J’avais déjà écrit un petit mot[2] à M. de Thibouville pour vous être montré. Votre lettre du 28 d’octobre ne m’a été rendue qu’après. Vous ne doutez pas que je ne sois bien curieux de voir ma lettre à la belle Mlle Dubois. Vous avez vu les raisons que j’ai de me tenir un peu clos et couvert jusqu’à ce que j’aie reçu des nouvelles de M. le maréchal de Richelieu. Il me semble qu’il y a dans cette affaire je ne sais quelle conspiration pour m’embarrasser et se moquer de moi. Mais comment M. le duc de Duras n’a-t-il pas eu la curiosité de voir cette lettre, qui est devenue la pomme de discorde chez les déesses du tripot ? Rien n’est, ce me semble, si facile ; tout serait alors tiré au clair, sans que des personnes qui peuvent beaucoup me nuire eussent le moindre prétexte contre moi.

Je vous avouerai grossièrement, mon cher ange, que je me trouve dans une situation bien gênante, et que je crains l’éclat d’une brouillerie qui me mettrait dans l’alternative de perdre une partie de mon bien, ou de le redemander par les voies du monde les plus tristes, et peut-être les plus inutiles. On me mande des choses si extraordinaires que je ne sais plus où j’en suis ; ma santé d’ailleurs est absolument ruinée. Je dois plutôt songer à vivre que songer à la singulière tracasserie qu’on m’a faite. Je n’ose même écrire à Lekain, de peur de l’exposer.

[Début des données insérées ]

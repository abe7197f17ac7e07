//! paramconf CLI
//!
//! Main entry point for the `configure` command-line tool.
//! Writes deployment parameters into the namespaced parameter store and keeps
//! a local cache of the last values for interactive sessions.

mod commands;

use clap::{CommandFactory, FromArgMatches, Parser};
use paramconf_configurator::{CacheFile, Configurator, Outcome};
use paramconf_core::{config::AppConfig, logging, AppResult};
use paramconf_store::{create_store, StoreOptions};
use std::path::PathBuf;

/// Configure SSM parameters for CDK deployment
#[derive(Parser, Debug)]
#[command(name = "configure")]
#[command(
    about = "Use this script for configuring SSM parameters for CDK deployment.",
    long_about = None
)]
#[command(version)]
struct Cli {
    /// Path to the local cache file
    #[arg(long, env = "PARAMCONF_CACHE_FILE")]
    cache_file: Option<PathBuf>,

    /// Parameter store backend (ssm, memory)
    #[arg(long, env = "PARAMCONF_STORE")]
    store: Option<String>,

    /// AWS region
    #[arg(long)]
    region: Option<String>,

    /// AWS shared-config profile
    #[arg(long)]
    profile: Option<String>,

    /// Log level (error, warn, info, debug, trace)
    #[arg(long, env = "RUST_LOG")]
    log_level: Option<String>,

    /// Enable verbose output (sets log level to debug)
    #[arg(long)]
    verbose: bool,

    /// Disable colored output
    #[arg(long, env = "NO_COLOR")]
    no_color: bool,
}

#[tokio::main]
async fn main() -> AppResult<()> {
    // Definitions decide which flags exist, so they load before parsing
    let config = AppConfig::load()?;
    let params = config.load_params()?;

    let command = commands::build_command(Cli::command(), &params)?;
    let matches = command.get_matches();
    let cli = Cli::from_arg_matches(&matches).unwrap_or_else(|e| e.exit());

    // Apply CLI overrides
    let config = config.with_overrides(
        cli.cache_file,
        cli.store,
        cli.region,
        cli.profile,
        cli.log_level,
        cli.verbose,
        cli.no_color,
    );
    config.validate()?;

    // Initialize logging with final configuration
    logging::init_logging(config.log_level.as_deref(), config.no_color)?;

    tracing::info!("paramconf starting for {}", params.app_name());
    tracing::debug!("Definitions: {:?}", config.params_file);
    tracing::debug!("Cache: {:?}", config.cache_file);
    tracing::debug!("Store: {}", config.store);

    let _span = tracing::info_span!("command", name = "configure").entered();

    let store = create_store(&config.store, &StoreOptions::from_config(&config)).await?;
    let configurator = Configurator::new(params, store, CacheFile::new(&config.cache_file));
    let mode = commands::select_mode(&matches, &configurator);

    let stdin = std::io::stdin();
    let stdout = std::io::stdout();
    let result = configurator
        .run(mode, &mut stdin.lock(), &mut stdout.lock())
        .await;

    // Log completion
    match &result {
        Ok(Outcome::Applied { report, .. }) if !report.is_complete() => {
            tracing::warn!("{} parameters could not be stored", report.failed.len())
        }
        Ok(Outcome::Aborted(_)) => tracing::info!("No parameters supplied"),
        Ok(_) => tracing::info!("Command completed successfully"),
        Err(e) => tracing::error!("Command failed: {}", e),
    }

    result.map(|_| ())
}
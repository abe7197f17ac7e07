//! AWS Systems Manager Parameter Store backend.
//!
//! Credentials and region resolve through the standard AWS chain
//! (environment, shared config, instance profile), with optional overrides.
//! SSM API: https://docs.aws.amazon.com/systems-manager/latest/APIReference/

use crate::store::{Lookup, ParameterStore};
use aws_config::BehaviorVersion;
use aws_sdk_ssm::error::DisplayErrorContext;
use aws_sdk_ssm::types::ParameterType;
use aws_sdk_ssm::Client;
use paramconf_core::{AppError, AppResult};

/// SSM Parameter Store client.
pub struct SsmStore {
    client: Client,
}

impl SsmStore {
    /// Build a client from the default AWS configuration chain.
    ///
    /// # Arguments
    /// * `region` - Optional region overriding `AWS_REGION` / shared config
    /// * `profile` - Optional shared-config profile name
    pub async fn from_env(region: Option<&str>, profile: Option<&str>) -> Self {
        let mut loader = aws_config::defaults(BehaviorVersion::latest());

        if let Some(region) = region {
            loader = loader.region(aws_config::Region::new(region.to_string()));
        }

        if let Some(profile) = profile {
            loader = loader.profile_name(profile);
        }

        let sdk_config = loader.load().await;
        tracing::debug!("SSM client region: {:?}", sdk_config.region());

        Self::with_client(Client::new(&sdk_config))
    }

    /// Wrap an already configured SDK client.
    pub fn with_client(client: Client) -> Self {
        Self { client }
    }
}

#[async_trait::async_trait]
impl ParameterStore for SsmStore {
    fn store_name(&self) -> &str {
        "ssm"
    }

    async fn put(&self, name: &str, value: &str, description: &str) -> AppResult<()> {
        tracing::debug!("PutParameter {}", name);

        self.client
            .put_parameter()
            .name(name)
            .value(value)
            .r#type(ParameterType::String)
            .overwrite(true)
            .description(description)
            .send()
            .await
            .map_err(|e| {
                AppError::Store(format!(
                    "Failed to put parameter {}: {}",
                    name,
                    DisplayErrorContext(&e)
                ))
            })?;

        Ok(())
    }

    async fn get(&self, name: &str) -> AppResult<Lookup> {
        tracing::debug!("GetParameter {}", name);

        match self.client.get_parameter().name(name).send().await {
            Ok(output) => Ok(output
                .parameter()
                .and_then(|p| p.value())
                .map(|v| Lookup::Found(v.to_string()))
                .unwrap_or(Lookup::NotFound)),
            Err(err) => {
                let service_err = err.into_service_error();
                if service_err.is_parameter_not_found() {
                    Ok(Lookup::NotFound)
                } else {
                    Err(AppError::Store(format!(
                        "Failed to get parameter {}: {}",
                        name,
                        DisplayErrorContext(&service_err)
                    )))
                }
            }
        }
    }

    async fn delete(&self, names: &[String]) -> AppResult<Vec<String>> {
        tracing::debug!("DeleteParameters {:?}", names);

        let output = self
            .client
            .delete_parameters()
            .set_names(Some(names.to_vec()))
            .send()
            .await
            .map_err(|e| {
                AppError::Store(format!(
                    "Failed to delete parameters: {}",
                    DisplayErrorContext(&e)
                ))
            })?;

        if !output.invalid_parameters().is_empty() {
            tracing::debug!("Not deleted: {:?}", output.invalid_parameters());
        }

        Ok(output.deleted_parameters().to_vec())
    }
}
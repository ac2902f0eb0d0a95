//! Pool statistics types

use serde::{Deserialize, Serialize};

/// Snapshot of a connection pool's bookkeeping
///
/// `total` is the number of occupied pool slots and always equals
/// `idle + connecting + active`.
#[derive(Debug, Clone, Copy, PartialEq, Eq, Serialize, Deserialize)]
pub struct PoolStats {
    /// Slots in use: open connections plus connections being opened
    total: usize,
    /// Idle connections waiting in the pool
    idle: usize,
    /// Connections whose handshake (or retry) is still in progress
    connecting: usize,
    /// Connections handed out to callers or being probed
    active: usize,
    /// Requests queued until a slot frees up
    waiting: usize,
}

impl PoolStats {
    /// Create new pool statistics
    pub fn new(total: usize, idle: usize, connecting: usize, waiting: usize) -> Self {
        Self {
            total,
            idle,
            connecting,
            active: total.saturating_sub(idle + connecting),
            waiting,
        }
    }

    /// Get the number of occupied slots
    pub fn total(&self) -> usize {
        self.total
    }

    /// Get the number of idle connections
    pub fn idle(&self) -> usize {
        self.idle
    }

    /// Get the number of connections being opened
    pub fn connecting(&self) -> usize {
        self.connecting
    }

    /// Get the number of active (in-use) connections
    pub fn active(&self) -> usize {
        self.active
    }

    /// Get the number of waiting requests
    pub fn waiting(&self) -> usize {
        self.waiting
    }

    /// Calculate pool utilization as a fraction (0.0 to 1.0)
    ///
    /// Returns 0.0 if total is 0 to avoid division by zero.
    pub fn utilization(&self) -> f64 {
        if self.total == 0 {
            0.0
        } else {
            self.active as f64 / self.total as f64
        }
    }

    /// Check if every open connection is in use
    pub fn is_full(&self) -> bool {
        self.idle == 0 && self.total > 0
    }
}

impl Default for PoolStats {
    fn default() -> Self {
        Self::new(0, 0, 0, 0)
    }
}
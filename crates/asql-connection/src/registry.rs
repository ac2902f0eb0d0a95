//! Registry of named shared clients, one namespace per backend

use parking_lot::{Mutex, RwLock};
use std::collections::HashMap;
use std::sync::{Arc, Weak};
use uuid::Uuid;

use asql_core::{AsqlError, Backend, DatabaseDriver, Result};

use crate::config::ClientConfig;
use crate::holder::{ClientHolder, Release};
use crate::wrapper::ClientWrapper;


type Namespace = HashMap<String, Arc<ClientHolder>>;

struct RegistryInner {
    drivers: RwLock<HashMap<Backend, Arc<dyn DatabaseDriver>>>,
    pools: Mutex<HashMap<Backend, Namespace>>,
}

impl RegistryInner {
    /// Drop one reference of `holder` inside the registry lock.
    ///
    /// The last reference and the entry go away in the same critical
    /// section, so a listed holder always has at least one reference.
    fn release(&self, backend: Backend, name: &str, holder: &ClientHolder) -> Release {
        let mut pools = self.pools.lock();
        let release = holder.release_ref();
        if !matches!(release, Release::Last(_)) {
            return release;
        }

        let Some(namespace) = pools.get_mut(&backend) else {
            return release;
        };
        if namespace
            .get(name)
            .is_some_and(|entry| std::ptr::eq(entry.as_ref(), holder))
        {
            namespace.remove(name);
            tracing::debug!(backend = %backend, name, "shared client removed");
        }
        if namespace.is_empty() {
            pools.remove(&backend);
            tracing::debug!(namespace = backend.namespace(), "namespace disposed");
        }
        release
    }
}

/// Link from a holder back to the registry entry it is listed under
pub(crate) struct Registration {
    registry: Weak<RegistryInner>,
    backend: Backend,
    name: String,
}

impl Registration {
    pub(crate) fn release(&self, holder: &ClientHolder) -> Release {
        match self.registry.upgrade() {
            Some(registry) => registry.release(self.backend, &self.name, holder),
            None => holder.release_ref(),
        }
    }
}

/// Process-wide table of shared clients
///
/// Clients are keyed by backend and name. Every
/// [`get_or_create`](Self::get_or_create) call for an existing name adds a
/// reference to the same client; the client is closed and its entry removed
/// when the last [`ClientWrapper`] is closed. Cloning yields a handle to the
/// same registry, so it can be passed around as part of application state.
#[derive(Clone)]
pub struct ClientRegistry {
    inner: Arc<RegistryInner>,
}

impl ClientRegistry {
    /// Create an empty registry with no drivers
    pub fn new() -> Self {
        Self {
            inner: Arc::new(RegistryInner {
                drivers: RwLock::new(HashMap::new()),
                pools: Mutex::new(HashMap::new()),
            }),
        }
    }

    /// Register a driver and return the registry
    pub fn with_driver(self, driver: Arc<dyn DatabaseDriver>) -> Self {
        self.register_driver(driver);
        self
    }

    /// Register the driver used for its backend, replacing any previous one
    pub fn register_driver(&self, driver: Arc<dyn DatabaseDriver>) {
        let backend = driver.backend();
        tracing::debug!(backend = %backend, "registering driver");
        self.inner.drivers.write().insert(backend, driver);
    }

    fn driver(&self, backend: Backend) -> Result<Arc<dyn DatabaseDriver>> {
        self.inner
            .drivers
            .read()
            .get(&backend)
            .cloned()
            .ok_or_else(|| AsqlError::NotSupported(format!("no driver registered for {backend}")))
    }

    /// Get a reference to the client registered as `name`, creating it with
    /// `config` if there is none
    ///
    /// The configuration of an existing client is left untouched.
    #[tracing::instrument(skip(self, config, backend), fields(backend = %backend))]
    pub fn get_or_create(
        &self,
        name: &str,
        config: &ClientConfig,
        backend: Backend,
    ) -> Result<ClientWrapper> {
        let driver = self.driver(backend)?;
        config.validate()?;

        let holder = {
            let mut pools = self.inner.pools.lock();
            let namespace = pools.entry(backend).or_default();
            let existing = namespace
                .get(name)
                .filter(|holder| holder.inc_ref_count())
                .cloned();
            match existing {
                Some(existing) => {
                    tracing::debug!(ref_count = existing.ref_count(), "reusing shared client");
                    existing
                }
                None => {
                    let registration = Registration {
                        registry: Arc::downgrade(&self.inner),
                        backend,
                        name: name.to_string(),
                    };
                    let holder = Arc::new(ClientHolder::registered(
                        backend,
                        config.clone(),
                        driver,
                        registration,
                    ));
                    namespace.insert(name.to_string(), holder.clone());
                    tracing::info!(holder = %holder.id(), "registered shared client");
                    holder
                }
            }
        };

        ClientWrapper::new(holder)
    }

    /// Get or create the client registered as `name`
    pub fn create_shared(
        &self,
        config: &ClientConfig,
        backend: Backend,
        name: &str,
    ) -> Result<ClientWrapper> {
        self.get_or_create(name, config, backend)
    }

    /// Get or create the backend's default shared client
    pub fn create_shared_default(
        &self,
        config: &ClientConfig,
        backend: Backend,
    ) -> Result<ClientWrapper> {
        self.get_or_create(backend.default_pool_name(), config, backend)
    }

    /// Create a client no other caller will share
    pub fn create_non_shared(
        &self,
        config: &ClientConfig,
        backend: Backend,
    ) -> Result<ClientWrapper> {
        self.get_or_create(&Uuid::new_v4().to_string(), config, backend)
    }

    /// Number of clients registered for `backend`
    pub fn len(&self, backend: Backend) -> usize {
        self.inner
            .pools
            .lock()
            .get(&backend)
            .map(|namespace| namespace.len())
            .unwrap_or(0)
    }

    /// Whether no client is registered for any backend
    pub fn is_empty(&self) -> bool {
        self.pool_count() == 0
    }

    /// Number of clients across all backends
    pub fn pool_count(&self) -> usize {
        self.inner
            .pools
            .lock()
            .values()
            .map(|namespace| namespace.len())
            .sum()
    }

    /// Whether the backend's namespace currently exists
    pub fn has_namespace(&self, backend: Backend) -> bool {
        self.inner.pools.lock().contains_key(&backend)
    }

    /// Number of open references to the client registered as `name`
    pub fn ref_count(&self, backend: Backend, name: &str) -> Option<usize> {
        self.inner
            .pools
            .lock()
            .get(&backend)
            .and_then(|namespace| namespace.get(name))
            .map(|holder| holder.ref_count())
    }

    /// Whether a client is registered as `name`
    pub fn contains(&self, backend: Backend, name: &str) -> bool {
        self.ref_count(backend, name).is_some()
    }
}

impl Default for ClientRegistry {
    fn default() -> Self {
        Self::new()
    }
}
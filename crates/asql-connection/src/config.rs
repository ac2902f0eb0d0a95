//! Client configuration: connection settings plus pool options

use asql_core::{AsqlError, Backend, ConnectionSettings, Result};
use serde::{Deserialize, Serialize};

use crate::pool::PoolConfig;

/// Configuration of one pooled client
///
/// Both halves are read from the same flat object, e.g.
///
/// ```json
/// { "host": "db", "port": 5432, "maxPoolSize": 20, "connectionRetryDelay": 1000 }
/// ```
#[derive(Clone, Debug, Default, PartialEq, Serialize, Deserialize)]
pub struct ClientConfig {
    /// Where and how to connect
    #[serde(flatten)]
    pub settings: ConnectionSettings,

    /// Pool sizing, retries, and idle handling
    #[serde(flatten)]
    pub pool: PoolConfig,
}

impl ClientConfig {
    /// Create a configuration from its two halves
    pub fn new(settings: ConnectionSettings, pool: PoolConfig) -> Self {
        Self { settings, pool }
    }

    /// Read a configuration from a JSON object
    pub fn from_json(value: &serde_json::Value) -> Result<Self> {
        let config: Self = serde_json::from_value(value.clone())?;
        config.validate()?;
        Ok(config)
    }

    /// Read a configuration from JSON text
    pub fn from_json_str(content: &str) -> Result<Self> {
        let config: Self = serde_json::from_str(content)?;
        config.validate()?;
        Ok(config)
    }

    /// Read a configuration from TOML text
    pub fn from_toml_str(content: &str) -> Result<Self> {
        let config: Self = toml::from_str(content)?;
        config.validate()?;
        Ok(config)
    }

    /// Replace the pool options
    pub fn with_pool(mut self, pool: PoolConfig) -> Self {
        self.pool = pool;
        self
    }

    /// Check values serde cannot reject on its own
    pub fn validate(&self) -> Result<()> {
        self.pool.validate().map_err(AsqlError::Configuration)
    }

    /// `host:port` this configuration points at for the given backend
    pub fn address(&self, backend: Backend) -> String {
        self.settings.address(backend)
    }
}
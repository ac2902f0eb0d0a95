//! Mock driver used by the unit tests

use std::sync::Arc;
use std::sync::atomic::{AtomicBool, AtomicUsize, Ordering};

use asql_core::{
    AsqlError, Backend, Connection, ConnectionFactory, ConnectionSettings, DatabaseDriver,
    QueryResult, Result, Row, Value,
};
use async_trait::async_trait;
use parking_lot::Mutex;

/// How a mock connection answers the liveness probe
#[derive(Debug, Clone, Copy, PartialEq, Eq)]
pub enum ProbeBehavior {
    Answer,
    Fail,
    Hang,
}

/// Counters shared between a factory and the connections it created
#[derive(Default)]
pub struct MockCounters {
    pub attempts: AtomicUsize,
    pub created: AtomicUsize,
    pub open: AtomicUsize,
    pub max_open: AtomicUsize,
}

pub struct MockConnection {
    pub id: usize,
    connected: AtomicBool,
    fail_connect: bool,
    probe: Mutex<ProbeBehavior>,
    queries: AtomicUsize,
    disconnects: AtomicUsize,
    counters: Arc<MockCounters>,
}

impl MockConnection {
    pub fn set_connected(&self, connected: bool) {
        self.connected.store(connected, Ordering::SeqCst);
    }

    pub fn set_probe(&self, behavior: ProbeBehavior) {
        *self.probe.lock() = behavior;
    }

    pub fn query_count(&self) -> usize {
        self.queries.load(Ordering::SeqCst)
    }

    pub fn disconnect_count(&self) -> usize {
        self.disconnects.load(Ordering::SeqCst)
    }
}

#[async_trait]
impl Connection for MockConnection {
    fn driver_name(&self) -> &str {
        "mock"
    }

    async fn connect(&self) -> Result<()> {
        if self.fail_connect {
            return Err(AsqlError::Connection(format!(
                "connection {} refused",
                self.id
            )));
        }
        self.connected.store(true, Ordering::SeqCst);
        self.counters.created.fetch_add(1, Ordering::SeqCst);
        let open = self.counters.open.fetch_add(1, Ordering::SeqCst) + 1;
        self.counters.max_open.fetch_max(open, Ordering::SeqCst);
        Ok(())
    }

    fn is_connected(&self) -> bool {
        self.connected.load(Ordering::SeqCst)
    }

    async fn disconnect(&self) -> Result<()> {
        self.disconnects.fetch_add(1, Ordering::SeqCst);
        if self.connected.swap(false, Ordering::SeqCst) {
            self.counters.open.fetch_sub(1, Ordering::SeqCst);
        }
        Ok(())
    }

    async fn send_query(&self, sql: &str) -> Result<QueryResult> {
        self.queries.fetch_add(1, Ordering::SeqCst);
        let behavior = *self.probe.lock();
        match behavior {
            ProbeBehavior::Answer => Ok(QueryResult {
                columns: vec!["sql".to_string()],
                rows: vec![Row::new(vec![Value::String(sql.to_string())])],
                rows_affected: 0,
            }),
            ProbeBehavior::Fail => Err(AsqlError::Query("server went away".into())),
            ProbeBehavior::Hang => std::future::pending().await,
        }
    }

    async fn send_prepared_statement(&self, sql: &str, params: &[Value]) -> Result<QueryResult> {
        self.queries.fetch_add(1, Ordering::SeqCst);
        if sql.starts_with("UPDATE") {
            return Ok(QueryResult::affected(params.len() as u64));
        }
        Ok(QueryResult {
            columns: vec!["param".to_string()],
            rows: params
                .iter()
                .map(|p| Row::new(vec![p.clone()]))
                .collect(),
            rows_affected: 0,
        })
    }
}

/// Factory whose first `fail_first` connection attempts are refused
pub struct MockConnectionFactory {
    counters: Arc<MockCounters>,
    fail_first: usize,
    connections: Mutex<Vec<Arc<MockConnection>>>,
}

impl MockConnectionFactory {
    pub fn new() -> Self {
        Self::failing(0)
    }

    pub fn failing(fail_first: usize) -> Self {
        Self {
            counters: Arc::new(MockCounters::default()),
            fail_first,
            connections: Mutex::new(Vec::new()),
        }
    }

    pub fn always_failing() -> Self {
        Self::failing(usize::MAX)
    }

    pub fn attempts(&self) -> usize {
        self.counters.attempts.load(Ordering::SeqCst)
    }

    pub fn created(&self) -> usize {
        self.counters.created.load(Ordering::SeqCst)
    }

    pub fn max_open(&self) -> usize {
        self.counters.max_open.load(Ordering::SeqCst)
    }

    /// Connection created by the `n`-th attempt (0-based)
    pub fn connection(&self, n: usize) -> Arc<MockConnection> {
        self.connections.lock()[n].clone()
    }

    /// Connections whose handshake succeeded, in creation order
    pub fn connected(&self) -> Vec<Arc<MockConnection>> {
        self.connections
            .lock()
            .iter()
            .filter(|c| !c.fail_connect)
            .cloned()
            .collect()
    }
}

impl ConnectionFactory for MockConnectionFactory {
    fn create(&self) -> Result<Arc<dyn Connection>> {
        let attempt = self.counters.attempts.fetch_add(1, Ordering::SeqCst);
        let connection = Arc::new(MockConnection {
            id: attempt,
            connected: AtomicBool::new(false),
            fail_connect: attempt < self.fail_first,
            probe: Mutex::new(ProbeBehavior::Answer),
            queries: AtomicUsize::new(0),
            disconnects: AtomicUsize::new(0),
            counters: self.counters.clone(),
        });
        self.connections.lock().push(connection.clone());
        Ok(connection)
    }
}

/// Driver handing out one shared mock factory per backend
pub struct MockDriver {
    backend: Backend,
    pub factory: Arc<MockConnectionFactory>,
    pub factories_built: AtomicUsize,
}

impl MockDriver {
    pub fn new(backend: Backend) -> Self {
        Self {
            backend,
            factory: Arc::new(MockConnectionFactory::new()),
            factories_built: AtomicUsize::new(0),
        }
    }
}

impl DatabaseDriver for MockDriver {
    fn backend(&self) -> Backend {
        self.backend
    }

    fn connection_factory(&self, _settings: &ConnectionSettings) -> Arc<dyn ConnectionFactory> {
        self.factories_built.fetch_add(1, Ordering::SeqCst);
        self.factory.clone()
    }
}

/// Let spawned pool tasks run to completion
pub async fn settle() {
    for _ in 0..32 {
        tokio::task::yield_now().await;
    }
}

/// Send log output to the test harness; filter with `RUST_LOG`
pub fn init_tracing() {
    let _ = tracing_subscriber::fmt()
        .with_env_filter(tracing_subscriber::EnvFilter::from_default_env())
        .with_test_writer()
        .try_init();
}
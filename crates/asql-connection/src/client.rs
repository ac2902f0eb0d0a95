//! Pooled SQL client for one backend

use asql_core::{Backend, DatabaseDriver, QueryResult, Result, Value};

use crate::config::ClientConfig;
use crate::pool::{ConnectionPool, PoolStats, PooledConnection};

/// A client that runs statements on pooled connections
///
/// Owns exactly one [`ConnectionPool`]. The one-shot helpers take a
/// connection, send the statement, and give the connection back whether or
/// not the statement succeeded.
pub struct SqlClient {
    backend: Backend,
    address: String,
    pool: ConnectionPool,
}

impl SqlClient {
    /// Create a client whose connections come from `driver`
    pub fn new(backend: Backend, config: &ClientConfig, driver: &dyn DatabaseDriver) -> Self {
        let address = config.address(backend);
        tracing::info!(
            backend = %backend,
            address = %address,
            max_pool_size = config.pool.max_pool_size(),
            "creating pooled client"
        );
        let factory = driver.connection_factory(&config.settings);
        Self {
            backend,
            address,
            pool: ConnectionPool::with_factory(config.pool.clone(), factory),
        }
    }

    /// Create a client around an existing pool
    pub fn with_pool(backend: Backend, pool: ConnectionPool) -> Self {
        Self {
            backend,
            address: String::new(),
            pool,
        }
    }

    /// Backend this client talks to
    pub fn backend(&self) -> Backend {
        self.backend
    }

    /// The underlying pool
    pub fn pool(&self) -> &ConnectionPool {
        &self.pool
    }

    /// Current pool statistics
    pub fn stats(&self) -> PoolStats {
        self.pool.stats()
    }

    /// Borrow a connection; it goes back to the pool when dropped
    pub async fn get_connection(&self) -> Result<PooledConnection> {
        self.pool.get().await
    }

    /// Run a query on a pooled connection
    pub async fn query(&self, sql: &str) -> Result<QueryResult> {
        let conn = self.get_connection().await?;
        conn.send_query(sql).await
    }

    /// Run a parameterized query on a pooled connection
    pub async fn query_with_params(&self, sql: &str, params: &[Value]) -> Result<QueryResult> {
        let conn = self.get_connection().await?;
        conn.send_prepared_statement(sql, params).await
    }

    /// Run an update and return the number of affected rows
    pub async fn update(&self, sql: &str) -> Result<u64> {
        Ok(self.query(sql).await?.rows_affected)
    }

    /// Run a parameterized update and return the number of affected rows
    pub async fn update_with_params(&self, sql: &str, params: &[Value]) -> Result<u64> {
        Ok(self.query_with_params(sql, params).await?.rows_affected)
    }

    /// Close the underlying pool
    pub async fn close(&self) -> Result<()> {
        tracing::info!(backend = %self.backend, address = %self.address, "stopping pooled client");
        self.pool.close().await
    }
}
//! Retry policy for establishing connections
//!
//! Attempts are spaced by a fixed delay. The bound counts retries, not
//! attempts: a bound of `R` allows `R + 1` attempts in total.

use std::time::Duration;

use super::config::PoolConfig;

/// How often and how fast a failed connection attempt is repeated.
#[derive(Debug, Clone, Copy, PartialEq, Eq)]
pub struct RetryPolicy {
    /// `None` means retry forever
    max_retries: Option<u32>,
    delay: Duration,
}

impl RetryPolicy {
    /// Create a policy allowing `max_retries` retries (negative = unlimited)
    pub fn new(max_retries: i32, delay: Duration) -> Self {
        Self {
            max_retries: u32::try_from(max_retries).ok(),
            delay,
        }
    }

    /// Build the policy described by a pool configuration
    pub fn from_config(config: &PoolConfig) -> Self {
        Self::new(
            config.max_connection_retries(),
            config.connection_retry_delay(),
        )
    }

    /// Whether another attempt may follow after `retries_done` retries
    pub fn allows_retry(&self, retries_done: u32) -> bool {
        match self.max_retries {
            None => true,
            Some(max) => retries_done < max,
        }
    }

    /// Delay before the next attempt
    pub fn delay(&self) -> Duration {
        self.delay
    }

    /// Retry bound, `None` when unlimited
    pub fn max_retries(&self) -> Option<u32> {
        self.max_retries
    }
}

impl Default for RetryPolicy {
    fn default() -> Self {
        Self::from_config(&PoolConfig::default())
    }
}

Vous verrez incessamment M. de Chabanon et M. de La Harpe. J’ai donné une lettre à M. de La Harpe pour vous.

Adieu, mon divin ange ; maman[3] et moi nous nous mettons au bout de vos ailes plus que jamais.

Vous savez quel est pour vous mon culte d’hyperdulie.

  1. Il s’appelait Fournier.
  2. Il manque.
  3. Mme Denis.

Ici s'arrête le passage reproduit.